Records from a data collection

//! OpenStreetMap Nominatim free-text search provider.
//!
//! Nominatim requires no API key but has a strict usage policy: callers must
//! identify themselves (User-Agent, set on the shared client) and keep to at
//! most one request per second. The throttle and a small bounded retry for
//! transient failures both live here so callers cannot get it wrong.

use std::sync::Arc;
use std::time::Instant;

use tokio::sync::Mutex;
use tokio_retry::strategy::FixedInterval;
use tokio_retry::RetryIf;

use crate::config::{GEOCODE_RETRY_ATTEMPTS, GEOCODE_RETRY_PAUSE_MS, NOMINATIM_MIN_DELAY};
use crate::error_handling::GeocodeError;

use super::{normalize, query_below_minimum, GeocodeOutcome, RawPlace};

const SEARCH_URL: &str = "https://nominatim.openstreetmap.org/search";

/// Free-text geocoding via Nominatim.
pub struct Nominatim {
    client: Arc<reqwest::Client>,
    // Holding the lock across the pause serializes callers, which is exactly
    // the per-process rate the usage policy asks for.
    last_call: Mutex<Option<Instant>>,
}

impl Nominatim {
    /// Creates the provider over the shared HTTP client.
    pub fn new(client: Arc<reqwest::Client>) -> Self {
        Self {
            client,
            last_call: Mutex::new(None),
        }
    }

    /// Resolves a free-text query to at most `limit` candidates.
    ///
    /// Sub-minimum queries return [`GeocodeOutcome::NotAttempted`] without a
    /// network call. Transient failures are retried once after a short
    /// pause; exhaustion surfaces as [`GeocodeOutcome::Failed`], never as a
    /// propagated error.
    pub async fn resolve(&self, query: &str, limit: usize) -> GeocodeOutcome {
        if query_below_minimum(query) {
            return GeocodeOutcome::NotAttempted;
        }
        let query = query.trim();

        self.throttle().await;

        let strategy =
            FixedInterval::from_millis(GEOCODE_RETRY_PAUSE_MS).take(GEOCODE_RETRY_ATTEMPTS - 1);
        let result = RetryIf::spawn(
            strategy,
            || self.request(query, limit),
            |e: &GeocodeError| {
                let transient = e.is_transient();
                if transient {
                    log::debug!("Retrying Nominatim query \"{}\" after transient error: {}", query, e);
                }
                transient
            },
        )
        .await;

        match result {
            Ok(places) => {
                let candidates = normalize(places, limit);
                if candidates.is_empty() {
                    log::debug!("Nominatim returned no usable candidates for \"{}\"", query);
                    GeocodeOutcome::NoMatches
                } else {
                    GeocodeOutcome::Matches(candidates)
                }
            }
            Err(e) => {
                log::warn!("Nominatim query \"{}\" failed: {}", query, e);
                GeocodeOutcome::Failed(e)
            }
        }
    }

    async fn request(&self, query: &str, limit: usize) -> Result<Vec<RawPlace>, GeocodeError> {
        let response = self
            .client
            .get(SEARCH_URL)
            .query(&[
                ("q", query),
                ("format", "jsonv2"),
                ("addressdetails", "1"),
                ("limit", &limit.to_string()),
            ])
            .send()
            .await?;

        let status = response.status();
        if !status.is_success() {
            return Err(GeocodeError::Status {
                status: status.as_u16(),
            });
        }

        let body = response.text().await?;
        let places: Vec<RawPlace> = serde_json::from_str(&body)?;
        Ok(places)
    }

    /// Sleeps until at least [`NOMINATIM_MIN_DELAY`] has passed since the
    /// previous call, then stamps the current call.
    async fn throttle(&self) {
        let mut last_call = self.last_call.lock().await;
        if let Some(previous) = *last_call {
            let elapsed = previous.elapsed();
            if elapsed < NOMINATIM_MIN_DELAY {
                tokio::time::sleep(NOMINATIM_MIN_DELAY - elapsed).await;
            }
        }
        *last_call = Some(Instant::now());
    }
}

**AIM OF THE EXERCISE**
Find the word "strategy" in the entries above, then copy each line that holds it.

**ANSWER TO THIS PROBLEM**
use tokio_retry::strategy::FixedInterval;
        let strategy =
            strategy,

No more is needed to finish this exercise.